Anti-REF antibodies prevent REF binding to RNA. (A) Protein samples from HeLa cytoplasmic (C) or nuclear extracts (N), total Xenopus oocytes (T), or cytoplasmic (C) and nuclear (N) fractions were analyzed by Western blot using anti-REF antibodies. (B) An electrophoretic mobility retardation assay was performed with a labeled RNA probe and recombinant GST-REF1-II protein (20 ng/μl). Lane 1, free RNA; lane 2, REF/RNA complexes; lanes 3 and 4, when affinity-purified REF antibodies (KJ58 and KJ70) were included in the reaction, formation of REF/RNA complexes was prevented. The inhibitory effect was abolished if purified GST-RBD was added together with the antibodies to the binding reaction (lanes 5 and 6).
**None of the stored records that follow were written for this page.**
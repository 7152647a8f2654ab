//! 通知领域模型
//!
//! 通知记录是投递状态的唯一事实来源，状态只能沿
//! PENDING → PROCESSING → {SENT | FAILED} 推进，FAILED 在重试次数耗尽前
//! 可以回到 PROCESSING。

use std::sync::LazyLock;

use chrono::{DateTime, Utc};
use regex::Regex;
use serde::{Deserialize, Serialize};
use uuid::Uuid;

use crate::error::NotifyError;
use crate::events::Channel;

static EMAIL_RE: LazyLock<Regex> =
    LazyLock::new(|| Regex::new(r"^[^\s@]+@[^\s@]+\.[^\s@]+$").expect("邮箱正则无效"));

/// E.164，允许省略前导 +
static PHONE_RE: LazyLock<Regex> =
    LazyLock::new(|| Regex::new(r"^\+?[1-9][0-9]{6,14}$").expect("手机号正则无效"));

// ---------------------------------------------------------------------------
// NotificationStatus
// ---------------------------------------------------------------------------

/// 通知投递状态
#[derive(Debug, Clone, Copy, Default, PartialEq, Eq, Hash, Serialize, Deserialize, sqlx::Type)]
#[serde(rename_all = "SCREAMING_SNAKE_CASE")]
#[sqlx(type_name = "varchar", rename_all = "SCREAMING_SNAKE_CASE")]
pub enum NotificationStatus {
    /// 已落库，等待桥接消费者处理
    #[default]
    Pending,
    /// 已进入分发队列或正在投递
    Processing,
    Sent,
    Failed,
}

impl NotificationStatus {
    pub fn as_str(&self) -> &'static str {
        match self {
            Self::Pending => "PENDING",
            Self::Processing => "PROCESSING",
            Self::Sent => "SENT",
            Self::Failed => "FAILED",
        }
    }

    /// 状态机允许的迁移
    ///
    /// FAILED → PROCESSING 只表示重试，调用方还需检查 retry_count 是否已达上限。
    pub fn can_transition_to(&self, next: NotificationStatus) -> bool {
        use NotificationStatus::*;
        matches!(
            (self, next),
            (Pending, Processing)
                | (Processing, Sent)
                | (Processing, Failed)
                | (Failed, Processing)
        )
    }
}

impl std::fmt::Display for NotificationStatus {
    fn fmt(&self, f: &mut std::fmt::Formatter<'_>) -> std::fmt::Result {
        f.write_str(self.as_str())
    }
}

impl std::str::FromStr for NotificationStatus {
    type Err = NotifyError;

    fn from_str(s: &str) -> Result<Self, Self::Err> {
        match s {
            "PENDING" => Ok(Self::Pending),
            "PROCESSING" => Ok(Self::Processing),
            "SENT" => Ok(Self::Sent),
            "FAILED" => Ok(Self::Failed),
            other => Err(NotifyError::InvalidArgument {
                field: "status".to_string(),
                message: format!("未知状态 {other}"),
            }),
        }
    }
}

// ---------------------------------------------------------------------------
// Recipient / Content
// ---------------------------------------------------------------------------

/// 收件人，邮件渠道使用 email，短信与 WhatsApp 使用 phone
#[derive(Debug, Clone, Default, PartialEq, Eq, Serialize, Deserialize)]
pub struct Recipient {
    #[serde(default, skip_serializing_if = "Option::is_none")]
    pub email: Option<String>,
    #[serde(default, skip_serializing_if = "Option::is_none")]
    pub phone: Option<String>,
}

impl Recipient {
    pub fn email(address: impl Into<String>) -> Self {
        Self {
            email: Some(address.into()),
            phone: None,
        }
    }

    pub fn phone(number: impl Into<String>) -> Self {
        Self {
            email: None,
            phone: Some(number.into()),
        }
    }

    /// 取出与渠道匹配的地址并校验格式
    pub fn address_for(&self, channel: Channel) -> Result<&str, NotifyError> {
        match channel {
            Channel::Email => {
                let email = self.email.as_deref().ok_or_else(|| NotifyError::InvalidArgument {
                    field: "recipient.email".to_string(),
                    message: "邮件渠道必须提供邮箱地址".to_string(),
                })?;
                if !EMAIL_RE.is_match(email) {
                    return Err(NotifyError::InvalidArgument {
                        field: "recipient.email".to_string(),
                        message: format!("邮箱格式无效: {email}"),
                    });
                }
                Ok(email)
            }
            Channel::Sms | Channel::Whatsapp => {
                let phone = self.phone.as_deref().ok_or_else(|| NotifyError::InvalidArgument {
                    field: "recipient.phone".to_string(),
                    message: "短信/WhatsApp 渠道必须提供手机号".to_string(),
                })?;
                if !PHONE_RE.is_match(phone) {
                    return Err(NotifyError::InvalidArgument {
                        field: "recipient.phone".to_string(),
                        message: format!("手机号格式无效: {phone}"),
                    });
                }
                Ok(phone)
            }
        }
    }
}

/// 通知内容
#[derive(Debug, Clone, Default, PartialEq, Eq, Serialize, Deserialize)]
#[serde(rename_all = "camelCase")]
pub struct Content {
    /// 邮件主题
    #[serde(default, skip_serializing_if = "Option::is_none")]
    pub subject: Option<String>,
    /// 正文；邮件渠道视为 HTML
    pub body: String,
    /// 邮件纯文本版本，缺省时由 body 去除标签得到
    #[serde(default, skip_serializing_if = "Option::is_none")]
    pub text: Option<String>,
    /// WhatsApp 模板名
    #[serde(default, skip_serializing_if = "Option::is_none")]
    pub template_name: Option<String>,
}

impl Content {
    pub fn body(body: impl Into<String>) -> Self {
        Self {
            body: body.into(),
            ..Default::default()
        }
    }

    pub fn validate(&self) -> Result<(), NotifyError> {
        if self.body.trim().is_empty() {
            return Err(NotifyError::InvalidArgument {
                field: "content.body".to_string(),
                message: "正文不能为空".to_string(),
            });
        }
        Ok(())
    }
}

// ---------------------------------------------------------------------------
// Notification
// ---------------------------------------------------------------------------

/// 通知记录
#[derive(Debug, Clone, PartialEq, Serialize, Deserialize)]
#[serde(rename_all = "camelCase")]
pub struct Notification {
    pub id: Uuid,
    pub client_id: Uuid,
    pub channel: Channel,
    pub recipient: Recipient,
    pub content: Content,
    pub status: NotificationStatus,
    pub retry_count: i32,
    pub error_message: Option<String>,
    pub sent_at: Option<DateTime<Utc>>,
    pub created_at: DateTime<Utc>,
    pub updated_at: DateTime<Utc>,
}

impl Notification {
    /// 创建 PENDING 状态的新通知，id 使用 UUID v7 以保持时间有序
    pub fn new(client_id: Uuid, channel: Channel, recipient: Recipient, content: Content) -> Self {
        let now = Utc::now();
        Self {
            id: Uuid::now_v7(),
            client_id,
            channel,
            recipient,
            content,
            status: NotificationStatus::Pending,
            retry_count: 0,
            error_message: None,
            sent_at: None,
            created_at: now,
            updated_at: now,
        }
    }

    /// 校验渠道、收件人与正文是否匹配
    pub fn validate(&self) -> Result<(), NotifyError> {
        self.recipient.address_for(self.channel)?;
        self.content.validate()
    }
}

// ---------------------------------------------------------------------------
// Client
// ---------------------------------------------------------------------------

/// 各渠道成功投递计数
#[derive(Debug, Clone, Copy, Default, PartialEq, Eq, Serialize, Deserialize)]
#[serde(rename_all = "camelCase")]
pub struct UsageStats {
    pub emails_sent: i64,
    pub sms_sent: i64,
    pub whatsapp_sent: i64,
}

impl UsageStats {
    pub fn get(&self, channel: Channel) -> i64 {
        match channel {
            Channel::Email => self.emails_sent,
            Channel::Sms => self.sms_sent,
            Channel::Whatsapp => self.whatsapp_sent,
        }
    }

    pub fn increment(&mut self, channel: Channel) {
        match channel {
            Channel::Email => self.emails_sent += 1,
            Channel::Sms => self.sms_sent += 1,
            Channel::Whatsapp => self.whatsapp_sent += 1,
        }
    }
}

/// 接入方
#[derive(Debug, Clone, PartialEq, Serialize, Deserialize)]
#[serde(rename_all = "camelCase")]
pub struct Client {
    pub id: Uuid,
    pub name: String,
    pub email: String,
    /// API key 的哈希，鉴权层负责生成与校验
    #[serde(skip_serializing, default)]
    pub api_key_hash: String,
    pub is_active: bool,
    pub usage_stats: UsageStats,
    pub created_at: DateTime<Utc>,
    pub updated_at: DateTime<Utc>,
}

impl Client {
    pub fn new(name: impl Into<String>, email: impl Into<String>, api_key_hash: impl Into<String>) -> Self {
        let now = Utc::now();
        Self {
            id: Uuid::now_v7(),
            name: name.into(),
            email: email.into().trim().to_lowercase(),
            api_key_hash: api_key_hash.into(),
            is_active: true,
            usage_stats: UsageStats::default(),
            created_at: now,
            updated_at: now,
        }
    }
}

#[cfg(test)]
mod tests {
    use super::*;

    #[test]
    fn test_status_transitions() {
        use NotificationStatus::*;
        assert!(Pending.can_transition_to(Processing));
        assert!(Processing.can_transition_to(Sent));
        assert!(Processing.can_transition_to(Failed));
        assert!(Failed.can_transition_to(Processing));

        // 不允许跳过 PROCESSING
        assert!(!Pending.can_transition_to(Sent));
        assert!(!Pending.can_transition_to(Failed));
        // SENT 是终态
        assert!(!Sent.can_transition_to(Processing));
        assert!(!Sent.can_transition_to(Failed));
    }

    #[test]
    fn test_recipient_must_match_channel() {
        let email = Recipient::email("a@b.com");
        assert_eq!(email.address_for(Channel::Email).unwrap(), "a@b.com");
        assert!(email.address_for(Channel::Sms).is_err());

        let phone = Recipient::phone("+14155550100");
        assert_eq!(phone.address_for(Channel::Whatsapp).unwrap(), "+14155550100");
        assert!(phone.address_for(Channel::Email).is_err());
    }

    #[test]
    fn test_recipient_format_validation() {
        assert!(Recipient::email("not-an-email").address_for(Channel::Email).is_err());
        assert!(Recipient::phone("12ab").address_for(Channel::Sms).is_err());
        assert!(Recipient::phone("919876543210").address_for(Channel::Sms).is_ok());
    }

    #[test]
    fn test_new_notification_is_pending() {
        let n = Notification::new(
            Uuid::now_v7(),
            Channel::Email,
            Recipient::email("a@b.com"),
            Content::body("hi"),
        );
        assert_eq!(n.status, NotificationStatus::Pending);
        assert_eq!(n.retry_count, 0);
        assert!(n.sent_at.is_none());
        assert!(n.validate().is_ok());
    }

    #[test]
    fn test_empty_body_rejected() {
        let n = Notification::new(
            Uuid::now_v7(),
            Channel::Sms,
            Recipient::phone("+14155550100"),
            Content::body("   "),
        );
        assert!(n.validate().is_err());
    }


    #[test]
    fn test_usage_stats_increment() {
        let mut stats = UsageStats::default();
        stats.increment(Channel::Email);
        stats.increment(Channel::Email);
        stats.increment(Channel::Whatsapp);
        assert_eq!(stats.get(Channel::Email), 2);
        assert_eq!(stats.get(Channel::Sms), 0);
        assert_eq!(stats.get(Channel::Whatsapp), 1);
    }

    #[test]
    fn test_client_email_normalized_and_hash_hidden() {
        let client = Client::new("Acme", "  Ops@Acme.COM ", "hash");
        assert_eq!(client.email, "ops@acme.com");
        let json = serde_json::to_value(&client).unwrap();
        assert!(json.get("apiKeyHash").is_none());
        assert_eq!(json["usageStats"]["emailsSent"], 0);
    }
}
Controls show that the RBD fusion and the antibodies on their own have no effect on RNA mobility (lanes 7–10). The concentration of the antibodies in the binding reactions was 0.5 mg/ml and that of GST-RBD 1 mg/ml. The position of the free RNA probe (lane 1) and of the REF/RNA complexes (*) is shown on the left. (C) ³⁵S-methionine-labeled REF2-II was synthesized in vitro in rabbit reticulocyte lysates. Ten-microliter aliquots were incubated with affinity-purified antibodies. After a 20-min incubation period, samples were divided and assayed by binding to glutathione agarose beads precoated with GST-TAP or to protein-A Sepharose beads. Bound fractions were analyzed by SDS/PAGE and fluorography.